Die Enthüllung über den «guten Premier Wen» ist nicht die erste dieser Art vor dem Parteitag. Die Familie des künftigen Staats- und Parteichefs Xi Jingping, ein Vertreter der «Prinzchen»-Fraktion - also Kindes- und Kindeskinder verdienter Revolutionäre - soll nach Angaben der Nachrichtenagentur Bloomberg ein Vermögen von über dreihundert Millionen Dollar angehäuft haben. Auch andere Parteibeamte sind relativ reich bis wohlhabend, weil trotz 33 Jahren Wirtschaftsreform der Staat in der «sozialistischen Marktwirtschaft chinesischer Prägung» noch immer stets ein entscheidendes Machtwort sprechen kann.
Kommt dazu, dass in der jetzigen Entwicklungsstufe, ökonomisch gesprochen, der Abstand zwischen Arm und Reich zunehmen muss. Es gibt Dollar-Millionäre und Milliardäre in grosser Zahl, und diese zeigen auch ungeniert ihren Reichtum. Allein, jetzt geben viele Chinesinnen und Chinesen zornig ihren Unmut auf dem Twitter-ähnlichen Weibo kund. Sie machen Jagd auf Reiche, besonders aber auf korrupte Parteikader. Regierung und Partei danken es und schlagen nicht selten zu. Reichtum geht bis hin in die Kunstszene. Künstler fahren Porsche, Maybach und Ferrari, besitzen teure Luxuswohnungen und Ateliers. Selbst weltbekannte Dissidenten machen da keine Ausnahme.

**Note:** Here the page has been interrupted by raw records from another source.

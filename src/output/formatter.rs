use owo_colors::OwoColorize;
use std::io::IsTerminal;
use terminal_size::{terminal_size, Width};

use super::report::{CgpaReport, GpaReport, PercentageReport, ScaleLine, TenPointReport};
use crate::grading::{Band, Tone};

/// Check if stdout is a TTY (for auto-detecting color support)
pub fn should_use_colors() -> bool {
    std::io::stdout().is_terminal()
}

/// Fixed-decimal rendering of a result, e.g. `7.57` at precision 2.
pub fn format_value(value: f64, precision: usize) -> String {
    format!("{:.*}", precision, value)
}

/// A credit value as a user would type it: `4`, `1.5`. Rounded to four
/// decimals so float noise never reaches the screen.
pub fn format_credits(credits: f64) -> String {
    let fixed = format!("{:.4}", credits);
    fixed.trim_end_matches('0').trim_end_matches('.').to_string()
}

fn paint(text: &str, tone: Tone) -> String {
    match tone {
        Tone::Success => text.green().to_string(),
        Tone::Info => text.blue().to_string(),
        Tone::Accent => text.magenta().to_string(),
        Tone::Caution => text.yellow().to_string(),
        Tone::Warning => text.bright_red().to_string(),
        Tone::Danger => text.red().to_string(),
    }
}

pub fn format_band(band: &Band, use_colors: bool) -> String {
    if use_colors {
        paint(band.label, band.tone).bold().to_string()
    } else {
        band.label.to_string()
    }
}

/// Get terminal width, defaulting to None for pipes (unlimited)
fn get_terminal_width() -> Option<usize> {
    terminal_size().map(|(Width(w), _)| w as usize)
}

/// Truncate a name to fit available width, accounting for Unicode
fn truncate_name(name: &str, max_width: usize) -> String {
    let chars: Vec<char> = name.chars().collect();
    if chars.len() <= max_width {
        name.to_string()
    } else if max_width > 3 {
        format!("{}...", chars[..max_width - 3].iter().collect::<String>())
    } else {
        chars[..max_width].iter().collect()
    }
}

fn or_dash(value: &str) -> &str {
    if value.is_empty() {
        "-"
    } else {
        value
    }
}

/// Format courses as a table with columns: Index, Grade, Points, Credits, Name
/// Rows that do not count toward the GPA are marked `(excluded)`.
pub fn format_course_table(report: &GpaReport, use_colors: bool) -> String {
    if report.courses.is_empty() {
        return "No courses entered.".to_string();
    }

    let term_width = get_terminal_width();
    // index(3) + space + grade(4) + points(6) + credits(7) + separators
    let fixed_width = 3 + 1 + 4 + 2 + 6 + 2 + 7 + 2;

    report
        .courses
        .iter()
        .map(|course| {
            let index_str = format!("{:>2}.", course.index);
            let grade = format!("{:<4}", or_dash(&course.grade));
            let points = match course.points {
                Some(p) => format!("{:>6}", format!("{} pts", p)),
                None => format!("{:>6}", "-"),
            };
            let credits = format!("{:>7}", format!("{} cr", or_dash(&course.credits)));

            let name = match term_width {
                Some(width) if width > fixed_width + 10 => {
                    truncate_name(&course.name, width - fixed_width)
                }
                Some(_) => truncate_name(&course.name, 20),
                None => course.name.clone(),
            };
            let name = if course.counted {
                name
            } else if name.is_empty() {
                "(excluded)".to_string()
            } else {
                format!("{} (excluded)", name)
            };

            if use_colors {
                let line = format!(
                    "{} {}  {}  {}  {}",
                    index_str.dimmed(),
                    grade.bold(),
                    points,
                    credits,
                    name
                );
                if course.counted {
                    line
                } else {
                    line.dimmed().to_string()
                }
            } else {
                format!("{} {}  {}  {}  {}", index_str, grade, points, credits, name)
                    .trim_end()
                    .to_string()
            }
        })
        .collect::<Vec<_>>()
        .join("\n")
}

pub fn format_gpa_report(report: &GpaReport, precision: usize, use_colors: bool) -> String {
    let gpa = format_value(report.summary.gpa, precision);
    let gpa = if use_colors { gpa.bold().to_string() } else { gpa };
    let course_word = if report.summary.counted == 1 { "course" } else { "courses" };

    format!(
        "{}\n\nGPA: {}  {}\n  {} {}, {} credits, {} grade points",
        format_course_table(report, use_colors),
        gpa,
        format_band(&report.band, use_colors),
        report.summary.counted,
        course_word,
        format_value(report.summary.total_credits, precision),
        format_value(report.summary.total_points, precision),
    )
}

pub fn format_cgpa_report(report: &CgpaReport, precision: usize, use_colors: bool) -> String {
    let cgpa = format_value(report.summary.cgpa, precision);
    let cgpa = if use_colors { cgpa.bold().to_string() } else { cgpa };

    let mut lines = vec![format!(
        "CGPA: {}  {}",
        cgpa,
        format_band(&report.band, use_colors)
    )];
    let semester_word = if report.summary.counted == 1 { "semester" } else { "semesters" };
    lines.push(format!(
        "  Average of {} {}",
        report.summary.counted, semester_word
    ));

    let skipped: Vec<String> = report
        .semesters
        .iter()
        .filter(|s| !s.counted)
        .map(|s| format!("#{} '{}'", s.index, s.gpa))
        .collect();
    if !skipped.is_empty() {
        let note = format!("  Ignored (not in 0-10): {}", skipped.join(", "));
        lines.push(if use_colors {
            note.dimmed().to_string()
        } else {
            note
        });
    }

    lines.join("\n")
}

pub fn format_percentage_report(
    report: &PercentageReport,
    precision: usize,
    use_colors: bool,
) -> String {
    let gpa = report
        .gpa
        .map(|g| format_value(g, precision))
        .unwrap_or_else(|| format_value(0.0, precision));
    let percentage = format!("{}%", format_value(report.percentage, precision));
    let percentage = if use_colors {
        percentage.bold().to_string()
    } else {
        percentage
    };

    let mut lines = vec![format!(
        "GPA {} -> {}  {}",
        gpa,
        percentage,
        format_band(&report.band, use_colors)
    )];
    if report.gpa.is_none() {
        lines.push(format!(
            "  '{}' is not a GPA between 0 and 10",
            report.input
        ));
    }
    lines.push(format!("  Formula used: {}", report.expression));
    lines.join("\n")
}

pub fn format_ten_point_report(report: &TenPointReport, precision: usize, use_colors: bool) -> String {
    let five = report
        .five_point
        .map(|v| format_value(v, precision))
        .unwrap_or_else(|| format_value(0.0, precision));
    let ten = format_value(report.ten_point, precision);
    let ten = if use_colors { ten.bold().to_string() } else { ten };

    let mut lines = vec![format!("CGPA {} (5-point) -> {} (10-point)", five, ten)];
    if report.five_point.is_none() {
        lines.push(format!(
            "  '{}' is not a CGPA between 0 and 5",
            report.input
        ));
    }
    lines.push("  Conversion Formula: CGPA(10) = CGPA(5) × 2".to_string());
    lines.join("\n")
}

pub fn format_grade_scale(scale: &[ScaleLine], use_colors: bool) -> String {
    scale
        .iter()
        .map(|line| {
            let grade = format!("{:<3}", line.grade.label());
            let grade = if use_colors {
                grade.bold().to_string()
            } else {
                grade
            };
            format!("{} {:>2} points", grade, line.points)
        })
        .collect::<Vec<_>>()
        .join("\n")
}

#[cfg(test)]
mod tests {
    use super::*;
    use crate::grading::{CourseEntry, PercentageFormula};
    use crate::output::report::grade_scale;

    fn sample_report() -> GpaReport {
        GpaReport::build(&[
            CourseEntry::new("Mathematics", "A", "4"),
            CourseEntry::new("Physics", "B+", "3"),
        ])
    }

    #[test]
    fn test_format_value() {
        assert_eq!(format_value(53.0 / 7.0, 2), "7.57");
        assert_eq!(format_value(0.0, 2), "0.00");
        assert_eq!(format_value(8.4, 0), "8");
    }

    #[test]
    fn test_format_credits() {
        assert_eq!(format_credits(4.0), "4");
        assert_eq!(format_credits(1.5), "1.5");
        assert_eq!(format_credits(0.1 + 0.2), "0.3");
        assert_eq!(format_credits(10.0), "10");
        assert_eq!(format_credits(0.0), "0");
    }

    #[test]
    fn test_format_course_table() {
        let result = format_course_table(&sample_report(), false);
        let lines: Vec<&str> = result.lines().collect();
        assert_eq!(lines.len(), 2);
        assert!(lines[0].starts_with(" 1."));
        assert!(lines[0].contains("8 pts"));
        assert!(lines[0].contains("4 cr"));
        assert!(lines[0].contains("Mathematics"));
        assert!(lines[1].contains("B+"));
    }

    #[test]
    fn test_format_course_table_excluded() {
        let report = GpaReport::build(&[CourseEntry::new("", "A", "")]);
        let result = format_course_table(&report, false);
        assert!(result.contains("(excluded)"));
        assert!(result.contains("- cr"));
    }

    #[test]
    fn test_format_course_table_empty() {
        let report = GpaReport::build(&[]);
        assert_eq!(format_course_table(&report, false), "No courses entered.");
    }

    #[test]
    fn test_format_gpa_report() {
        let result = format_gpa_report(&sample_report(), 2, false);
        assert!(result.contains("GPA: 7.57  Good"));
        assert!(result.contains("2 courses, 7.00 credits, 53.00 grade points"));
    }

    #[test]
    fn test_format_gpa_report_fractional_credits() {
        let report = GpaReport::build(&[
            CourseEntry::new("", "A", "0.1"),
            CourseEntry::new("", "A", "0.2"),
        ]);
        let result = format_gpa_report(&report, 2, false);
        assert!(result.contains("2 courses, 0.30 credits, 2.40 grade points"));
        assert!(!result.contains("0000"));
    }

    #[test]
    fn test_format_cgpa_report() {
        let report = CgpaReport::build(&["8.5", "7.0", "9.2"]);
        let result = format_cgpa_report(&report, 2, false);
        assert!(result.starts_with("CGPA: 8.23  Excellent Work"));
        assert!(result.contains("Average of 3 semesters"));
        assert!(!result.contains("Ignored"));
    }

    #[test]
    fn test_format_cgpa_report_single_semester() {
        let report = CgpaReport::build(&["9"]);
        let result = format_cgpa_report(&report, 2, false);
        assert!(result.contains("Average of 1 semester"));
        assert!(!result.contains("semesters"));
    }

    #[test]
    fn test_format_cgpa_report_lists_ignored() {
        let report = CgpaReport::build(&["9", "12"]);
        let result = format_cgpa_report(&report, 2, false);
        assert!(result.contains("Ignored (not in 0-10): #2 '12'"));
    }

    #[test]
    fn test_format_percentage_report() {
        let report = PercentageReport::build("8.5", PercentageFormula::Linear);
        let result = format_percentage_report(&report, 2, false);
        assert!(result.starts_with("GPA 8.50 -> 85.00%  A Grade"));
        assert!(result.contains("Formula used: (GPA ÷ 10) × 100"));
    }

    #[test]
    fn test_format_percentage_report_invalid() {
        let report = PercentageReport::build("abc", PercentageFormula::Fixed);
        let result = format_percentage_report(&report, 2, false);
        assert!(result.contains("0.00%"));
        assert!(result.contains("'abc' is not a GPA"));
    }

    #[test]
    fn test_format_ten_point_report() {
        let report = TenPointReport::build("4.2");
        let result = format_ten_point_report(&report, 2, false);
        assert!(result.starts_with("CGPA 4.20 (5-point) -> 8.40 (10-point)"));
    }

    #[test]
    fn test_format_grade_scale() {
        let result = format_grade_scale(&grade_scale(), false);
        let lines: Vec<&str> = result.lines().collect();
        assert_eq!(lines.len(), 9);
        assert_eq!(lines[0], "O   10 points");
        assert_eq!(lines[8], "F    0 points");
    }

    #[test]
    fn test_truncate_name() {
        assert_eq!(truncate_name("Short", 20), "Short");
        assert_eq!(truncate_name("Thermodynamics and Heat", 10), "Thermod...");
        assert_eq!(truncate_name("Hello", 3), "Hel");
    }
}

Grosse Ereignisse werfen also ihre Schatten voraus. Der 18. Parteitag der 1921 gegründeten Kommunistischen Partei Chinas wird für die nächsten zehn Jahre die Weichen stellen. Für China und die Welt nicht ganz unerheblich. Was freilich - wie man in China sagt - «hinter dem Vorhang» vor sich geht, ist trotz Internet und leidlich offener Medien wenig transparent. Kein Wunder deshalb, soll es noch kurz vor dem für den 8. November terminierten Partei-Powwow im 300 Mitglieder zählenden Zentralkomitee, dem 24-köpfigen Politbüro und vor allem im entscheidenden neunköpfigen Ständigen Politbüro-Ausschuss noch Meinungsverschiedenheiten geben. Personell und inhaltlich.
«Reich sein ist glorreich». Also sprach der grosse Revolutionär und Reformer Deng Xiaoping vor etwas mehr als dreissig Jahren zu Beginn der Reform. Diese Worte waren damals, nach dreissig Jahren maoistischem Klassenkampf, fürwahr mutig, um nicht zu sagen politisch inkorrekt. Was der kleine grosse Deng damit sagen wollte, war allen Chinesinnen und Chinesen klar. Die Wirtschaft stand fortan wieder im Mittelpunkt und nicht mehr politische Kampagnen. Zwar war eine «rote» Haltung noch immer gut, doch nicht mehr ausreichend, um in Partei, Staat und Wirtschaft Karriere zu machen. «Experten» - unter Mao als «Kapitalisten» beschimpft und als «rechtsabweichlerische» Intellektuelle verfemt - waren wieder gefragt und begehrt. Heute sind nicht wenige Privat-Unternehmer und Milliardäre Parteimitglieder.
Heute freilich sollten Millionäre, Milliardäre und erst recht höchste, hohe und weniger hohe Parteikader vorsichtig sein. «Reich sein ist glorreich» - das war einmal. Ebenfalls das Dengsche Wort: «Es spielt keine Rollle, ob die Katze schwarz oder weiss ist, Hauptsache sie fängt Mäuse». Was Deng im damals noch mausearmen China meinte, war die einfach ökonomische Erkenntnis, dass zuerst einige wohlhabender werden müssen, damit später das ganze Land nachziehen kann. Heute, wo China die zweitgrösste Volkswirtschaft der Welt und Exportweltmeister ist, sind andere ökonomische Tugenden gefragt. Bei einer wachsenden Kluft zwischen Arm und reich sind es Ausgleich, Fürsorge, soziale Harmonie. Der 18. Parteitag muss und wird darauf Antworten finden.